There's an irony about this Old Navy shirt.

To Old Navy,
Who do you think designs your shirts? Do you think that font was a gift from a higher power inscribed on a stone tablet, or do you think some artist somewhere who understands aesthetics created the angles and weights of each line to make the shirt look the way it does? Who do you think made the layout for your website, some scrub with no knowledge of user interface? And who designed your basic-ass logo? Probably not an astronaut. But maybe it was.

This shirt, in addition to being insultingly dismissive of people who have made art their careers, is also a physical embodiment of an outdated "black or white" mentality that encourages people to categorize and label others based on their career - "careerism," if you will. It says that someone is defined by their job that pays them, rather than them as a person. Most people are much more complex than what they "do for a living." To put all people of a given profession in a neatly labeled box reduces them down to a stereotype: Not all accountants are boring, not all cops are assholes, not all nurses are caring. Stop devaluing the individual based on their career. Who says astronauts or presidents or Old Navy execs can't be artists? Don't allow passions to fall by the wayside only to favor your career.

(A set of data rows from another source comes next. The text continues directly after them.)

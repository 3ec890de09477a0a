//! The conversation session, the unit of persistence.

use serde::{Deserialize, Serialize};

use crate::character::Character;
use crate::message::{Author, HistoryEntry, Message};
use crate::parameters::PersonalityParameters;

/// Messages, characters, selection and sliders of one chat.
///
/// Invariants (checked by [`ConversationSession::validate`]):
/// - `messages[i].sequence == i`
/// - character emotions lie in `[0, 5]`; user messages carry none
/// - character ids are unique
/// - `selected_character_id`, if set, names one of `characters`
#[derive(Debug, Clone, Default, PartialEq, Serialize, Deserialize)]
pub struct ConversationSession {
    pub messages: Vec<Message>,
    pub characters: Vec<Character>,
    pub selected_character_id: Option<String>,
    pub parameters: PersonalityParameters,
}

impl ConversationSession {
    /// An empty session with default parameters.
    pub fn new() -> Self {
        Self::default()
    }

    /// Sequence number the next appended message receives.
    pub fn next_sequence(&self) -> u64 {
        self.messages.len() as u64
    }

    pub fn find_character(&self, id: &str) -> Option<&Character> {
        self.characters.iter().find(|c| c.id == id)
    }

    /// Message with the given sequence number.
    pub fn message_at(&self, sequence: u64) -> Option<&Message> {
        usize::try_from(sequence)
            .ok()
            .and_then(|i| self.messages.get(i))
    }

    /// History in the shape the inference service expects.
    pub fn history_entries(&self) -> Vec<HistoryEntry> {
        self.messages.iter().map(HistoryEntry::from).collect()
    }

    /// Check every session invariant, describing the first violation.
    pub fn validate(&self) -> Result<(), String> {
        for (i, message) in self.messages.iter().enumerate() {
            if message.sequence != i as u64 {
                return Err(format!(
                    "message at position {} has sequence {}",
                    i, message.sequence
                ));
            }
            match (message.author, message.emotion) {
                (Author::Character, Some(emotion)) if !emotion.is_within_bounds() => {
                    return Err(format!("message {} has out-of-range emotion", i));
                }
                (Author::User, Some(_)) => {
                    return Err(format!("user message {} carries an emotion", i));
                }
                _ => {}
            }
        }

        let mut ids: Vec<&str> = self.characters.iter().map(|c| c.id.as_str()).collect();
        ids.sort_unstable();
        if ids.windows(2).any(|w| w[0] == w[1]) {
            return Err("duplicate character id".to_string());
        }

        if let Some(id) = &self.selected_character_id {
            if self.find_character(id).is_none() {
                return Err(format!("selected character '{}' does not exist", id));
            }
        }
        Ok(())
    }
}
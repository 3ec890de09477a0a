//! Extracted characters and the active selection.
//!
//! Characters come from the extraction service once per book and are never
//! edited afterwards. Exactly one of them may be selected; sending is gated
//! on that selection.

use serde::{Deserialize, Serialize};
use serde_json::Value;

use crate::error::ChatError;
use crate::session::ConversationSession;

/// A persona the user can chat with.
#[derive(Debug, Clone, PartialEq, Eq, Serialize, Deserialize)]
pub struct Character {
    /// Opaque identifier, echoed as `character_id` in chat requests.
    pub id: String,
    pub name: String,
    pub traits: String,
}

impl Character {
    pub fn new(id: impl Into<String>, name: impl Into<String>, traits: impl Into<String>) -> Self {
        Self {
            id: id.into(),
            name: name.into(),
            traits: traits.into(),
        }
    }

    /// First comma-separated trait, used as a short tag.
    pub fn primary_trait(&self) -> &str {
        self.traits.split(',').next().unwrap_or_default().trim()
    }
}

/// One entry of an `/extract_characters` response.
#[derive(Debug, Clone, PartialEq, Deserialize)]
pub struct ExtractedCharacter {
    pub name: String,
    #[serde(default)]
    pub traits: String,
    /// Server-side id, when the service reports one (string or number).
    #[serde(default)]
    pub id: Option<Value>,
}

impl ExtractedCharacter {
    fn server_id(&self) -> Option<String> {
        match &self.id {
            Some(Value::String(s)) if !s.trim().is_empty() => Some(s.trim().to_string()),
            Some(Value::Number(n)) => Some(n.to_string()),
            _ => None,
        }
    }
}

/// Turn an extraction result into characters.
///
/// With `discard_header` the first entry is dropped (the multipart flow
/// reports the book title as its first "character"). Server ids are kept
/// when every remaining entry carries a distinct one; otherwise ids `"1"`,
/// `"2"`, ... are assigned in list order.
pub fn assign_ids(extracted: Vec<ExtractedCharacter>, discard_header: bool) -> Vec<Character> {
    let skip = usize::from(discard_header);
    let entries: Vec<ExtractedCharacter> = extracted.into_iter().skip(skip).collect();

    let server_ids: Vec<String> = entries.iter().filter_map(|c| c.server_id()).collect();
    let mut unique = server_ids.clone();
    unique.sort();
    unique.dedup();
    let use_server_ids = server_ids.len() == entries.len() && unique.len() == server_ids.len();

    entries
        .into_iter()
        .enumerate()
        .map(|(i, c)| {
            let id = if use_server_ids {
                c.server_id().unwrap_or_else(|| (i + 1).to_string())
            } else {
                (i + 1).to_string()
            };
            Character::new(id, c.name.trim(), c.traits.trim())
        })
        .collect()
}

/// Validates and applies character selection on a session.
#[derive(Debug, Clone, Copy, Default)]
pub struct CharacterSelectionManager;

impl CharacterSelectionManager {
    pub fn new() -> Self {
        Self
    }

    /// Select `id`, or fail with `UnknownCharacterId` leaving the session untouched.
    pub fn select(&self, session: &mut ConversationSession, id: &str) -> Result<(), ChatError> {
        let id = id.trim();
        if session.find_character(id).is_none() {
            return Err(ChatError::UnknownCharacterId { id: id.to_string() });
        }
        session.selected_character_id = Some(id.to_string());
        Ok(())
    }

    /// The selected character; `NoCharacterSelected` when nothing resolves.
    pub fn require_selection<'a>(
        &self,
        session: &'a ConversationSession,
    ) -> Result<&'a Character, ChatError> {
        session
            .selected_character_id
            .as_deref()
            .and_then(|id| session.find_character(id))
            .ok_or(ChatError::NoCharacterSelected)
    }

    /// Replace the character list, keeping the selection only if it still resolves.
    pub fn replace_characters(&self, session: &mut ConversationSession, characters: Vec<Character>) {
        session.characters = characters;
        let still_present = session
            .selected_character_id
            .as_deref()
            .is_some_and(|id| session.find_character(id).is_some());
        if !still_present {
            session.selected_character_id = None;
        }
    }

    /// Display name of the selection.
    pub fn selected_name(&self, session: &ConversationSession) -> String {
        match session.selected_character_id.as_deref() {
            None => "No character selected".to_string(),
            Some(id) => session
                .find_character(id)
                .map(|c| c.name.clone())
                .unwrap_or_else(|| "Unknown character".to_string()),
        }
    }
}

// ============================================================================
// Tests
// ============================================================================

#[cfg(test)]
mod tests {
    use super::*;

    fn extracted(name: &str, traits: &str, id: Option<Value>) -> ExtractedCharacter {
        ExtractedCharacter {
            name: name.into(),
            traits: traits.into(),
            id,
        }
    }

    fn session_with_cast() -> ConversationSession {
        let mut session = ConversationSession::default();
        session.characters = vec![
            Character::new("1", "Elizabeth Bennet", "witty, proud"),
            Character::new("3", "Mr. Darcy", "reserved, honest"),
        ];
        session
    }

    #[test]
    fn test_select_known_character() {
        let mut session = session_with_cast();
        let manager = CharacterSelectionManager::new();
        manager.select(&mut session, "3").unwrap();
        assert_eq!(session.selected_character_id.as_deref(), Some("3"));
        assert_eq!(manager.require_selection(&session).unwrap().name, "Mr. Darcy");
    }

    #[test]
    fn test_select_unknown_character_leaves_state() {
        let mut session = session_with_cast();
        let manager = CharacterSelectionManager::new();
        manager.select(&mut session, "1").unwrap();

        let err = manager.select(&mut session, "99").unwrap_err();
        assert!(matches!(err, ChatError::UnknownCharacterId { ref id } if id == "99"));
        assert_eq!(session.selected_character_id.as_deref(), Some("1"));
    }

    #[test]
    fn test_require_selection_without_selection() {
        let session = session_with_cast();
        let err = CharacterSelectionManager::new()
            .require_selection(&session)
            .unwrap_err();
        assert!(matches!(err, ChatError::NoCharacterSelected));
    }

    #[test]
    fn test_replace_characters_clears_dangling_selection() {
        let mut session = session_with_cast();
        let manager = CharacterSelectionManager::new();
        manager.select(&mut session, "3").unwrap();

        manager.replace_characters(&mut session, vec![Character::new("3", "Darcy", "proud")]);
        assert_eq!(session.selected_character_id.as_deref(), Some("3"));

        manager.replace_characters(&mut session, vec![Character::new("1", "Jane", "kind")]);
        assert!(session.selected_character_id.is_none());
    }

    #[test]
    fn test_assign_ids_discards_header_and_numbers_locally() {
        let list = vec![
            extracted("Pride and Prejudice", "a novel", None),
            extracted("Elizabeth", "witty", None),
            extracted("Darcy", "proud", None),
        ];
        let characters = assign_ids(list, true);
        assert_eq!(characters.len(), 2);
        assert_eq!(characters[0], Character::new("1", "Elizabeth", "witty"));
        assert_eq!(characters[1], Character::new("2", "Darcy", "proud"));
    }

    #[test]
    fn test_assign_ids_keeps_server_ids() {
        let list = vec![
            extracted("Elizabeth", "witty", Some(serde_json::json!(17))),
            extracted("Darcy", "proud", Some(serde_json::json!("18"))),
        ];
        let characters = assign_ids(list, false);
        assert_eq!(characters[0].id, "17");
        assert_eq!(characters[1].id, "18");
    }

    #[test]
    fn test_assign_ids_falls_back_on_duplicate_server_ids() {
        let list = vec![
            extracted("A", "", Some(serde_json::json!(5))),
            extracted("B", "", Some(serde_json::json!(5))),
        ];
        let ids: Vec<String> = assign_ids(list, false).into_iter().map(|c| c.id).collect();
        assert_eq!(ids, vec!["1", "2"]);
    }

    #[test]
    fn test_selected_name_fallbacks() {
        let mut session = session_with_cast();
        let manager = CharacterSelectionManager::new();
        assert_eq!(manager.selected_name(&session), "No character selected");
        session.selected_character_id = Some("42".into());
        assert_eq!(manager.selected_name(&session), "Unknown character");
        manager.select(&mut session, "1").unwrap();
        assert_eq!(manager.selected_name(&session), "Elizabeth Bennet");
    }

    #[test]
    fn test_primary_trait() {
        let c = Character::new("1", "Darcy", " reserved , honest");
        assert_eq!(c.primary_trait(), "reserved");
    }
}
//! character-chat interactive client.
//!
//! Chats with characters extracted from a book through the inference
//! service. The conversation survives restarts.
//!
//! # Environment Variables
//!
//! - `CHAT_API_BASE_URL`: inference service (default: http://127.0.0.1:5000)
//! - `CHAT_USER_ID`: user id sent with each turn (default: 1)
//! - `CHAT_STORE`: "file" (default), "sqlite" or "memory"
//! - `CHAT_STORE_PATH`: session file or database location
//! - `CHAT_STORAGE_DIR`: data directory override
//! - `RUST_LOG`: tracing filter (default: "info,character_chat=debug")
//!
//! # Usage
//!
//! ```bash
//! cargo run --bin character-chat
//! ```

use std::path::Path;

use anyhow::Context;
use tokio::io::{AsyncBufReadExt, BufReader};

use character_chat::cli::{parse_command, ReplCommand, HELP};
use character_chat::config::ClientConfig;
use character_chat::engine::ChatEngine;
use character_chat::error::ChatError;
use character_chat::reconcile::ReconcileOutcome;
use character_chat::transport::ExtractionSource;
use character_chat::utilities::printer::{character_lines, Printer, PrinterColor};

#[tokio::main]
async fn main() -> anyhow::Result<()> {
    tracing_subscriber::fmt()
        .with_env_filter(
            tracing_subscriber::EnvFilter::try_from_default_env()
                .unwrap_or_else(|_| "info,character_chat=debug".into()),
        )
        .with_writer(std::io::stderr)
        .init();

    let config = ClientConfig::from_env();
    tracing::info!(
        "character-chat {} using {} ({:?} store at {})",
        character_chat::VERSION,
        config.api_base_url,
        config.store,
        config.store_path.display()
    );

    let mut engine = ChatEngine::from_config(&config).context("failed to start the client")?;
    let printer = Printer::new();

    printer.print(
        &format!("Chatting with: {}", engine.selected_character_name()),
        PrinterColor::BoldWhite,
    );
    print_history(&engine, &printer);
    printer.print("Type /help for commands.", PrinterColor::White);

    let mut lines = BufReader::new(tokio::io::stdin()).lines();
    while let Some(line) = lines.next_line().await? {
        let command = match parse_command(&line) {
            Ok(Some(command)) => command,
            Ok(None) => continue,
            Err(usage) => {
                printer.print_error(&usage);
                continue;
            }
        };
        if command == ReplCommand::Quit {
            break;
        }
        if let Err(e) = run_command(&mut engine, &printer, command).await {
            printer.print_error(&format!("{:#}", e));
            if needs_selection(&e) {
                print_characters(&engine, &printer);
            }
        }
    }

    tracing::info!("bye");
    Ok(())
}

async fn run_command(
    engine: &mut ChatEngine,
    printer: &Printer,
    command: ReplCommand,
) -> anyhow::Result<()> {
    match command {
        ReplCommand::Say(text) => {
            let outcome = engine.send(&text).await?;
            let name = engine.selected_character_name();
            match outcome {
                ReconcileOutcome::Appended { sequence } => {
                    if let Some(reply) = engine.session().message_at(sequence) {
                        printer.print_message(reply, &name);
                    }
                }
                ReconcileOutcome::Replaced { .. } => print_history(engine, printer),
                ReconcileOutcome::AlreadyApplied => {}
            }
            if let Some(traits) = engine.insight().and_then(|i| i.traits.as_deref()) {
                printer.print(&format!("({})", traits), PrinterColor::Yellow);
            }
        }
        ReplCommand::Extract { path, title } => {
            let bytes = tokio::fs::read(&path)
                .await
                .with_context(|| format!("failed to read {}", path.display()))?;
            let file_name = file_name_of(&path);
            let source = ExtractionSource::pdf(file_name, bytes, title);
            let count = engine.extract_characters(&source).await?;
            printer.print(&format!("{} characters extracted", count), PrinterColor::Green);
            print_characters(engine, printer);
        }
        ReplCommand::ExtractText { title, text } => {
            let source = ExtractionSource::Text {
                text,
                book_title: title,
            };
            let count = engine.extract_characters(&source).await?;
            printer.print(&format!("{} characters extracted", count), PrinterColor::Green);
            print_characters(engine, printer);
        }
        ReplCommand::Characters => print_characters(engine, printer),
        ReplCommand::Select { id } => {
            engine.select_character(&id)?;
            printer.print(
                &format!("Chatting with: {}", engine.selected_character_name()),
                PrinterColor::BoldWhite,
            );
        }
        ReplCommand::Set { name, value } => {
            let applied = engine.set_parameter(name, value);
            printer.print(&format!("{} = {:.1}", name.label(), applied), PrinterColor::Blue);
        }
        ReplCommand::Params => {
            printer.print_parameters(&engine.session().parameters);
            if let Some(params) = engine.insight().and_then(|i| i.parameters) {
                printer.print("Last reply", PrinterColor::White);
                printer.print_parameters(&params);
            }
        }
        ReplCommand::Emotions => printer.print_emotions(&engine.current_emotion()),
        ReplCommand::History => print_history(engine, printer),
        ReplCommand::Help => printer.print(HELP, PrinterColor::White),
        ReplCommand::Quit => {}
    }
    Ok(())
}

fn print_history(engine: &ChatEngine, printer: &Printer) {
    let name = engine.selected_character_name();
    for message in &engine.session().messages {
        printer.print_message(message, &name);
    }
}

fn print_characters(engine: &ChatEngine, printer: &Printer) {
    let session = engine.session();
    if session.characters.is_empty() {
        printer.print("No characters yet, try /extract", PrinterColor::White);
        return;
    }
    for line in character_lines(&session.characters, session.selected_character_id.as_deref()) {
        printer.print(&line, PrinterColor::White);
    }
}

/// Whether the failed command should send the user to the character list.
fn needs_selection(error: &anyhow::Error) -> bool {
    matches!(
        error.downcast_ref::<ChatError>(),
        Some(ChatError::NoCharacterSelected)
    )
}

fn file_name_of(path: &Path) -> String {
    path.file_name()
        .map(|n| n.to_string_lossy().into_owned())
        .unwrap_or_else(|| path.display().to_string())
}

The most common objection to this design is that it discourages our country's little ones from pursuing a career in art, devaluing the profession. The internet, where SO MANY artists essentially live and conduct business, did not take this insult laying down. The Twitter hashtag #ArtIsACareerToo, in addition to be confusing to read without capitalization, exploded with parody pictures, mocking Old Navy for it's out-of-touch product. Since the December 2015 release of the item, Old Navy has actually pulled the product from it's shelves. Thanks to all the artists who stood up on behalf of other artists.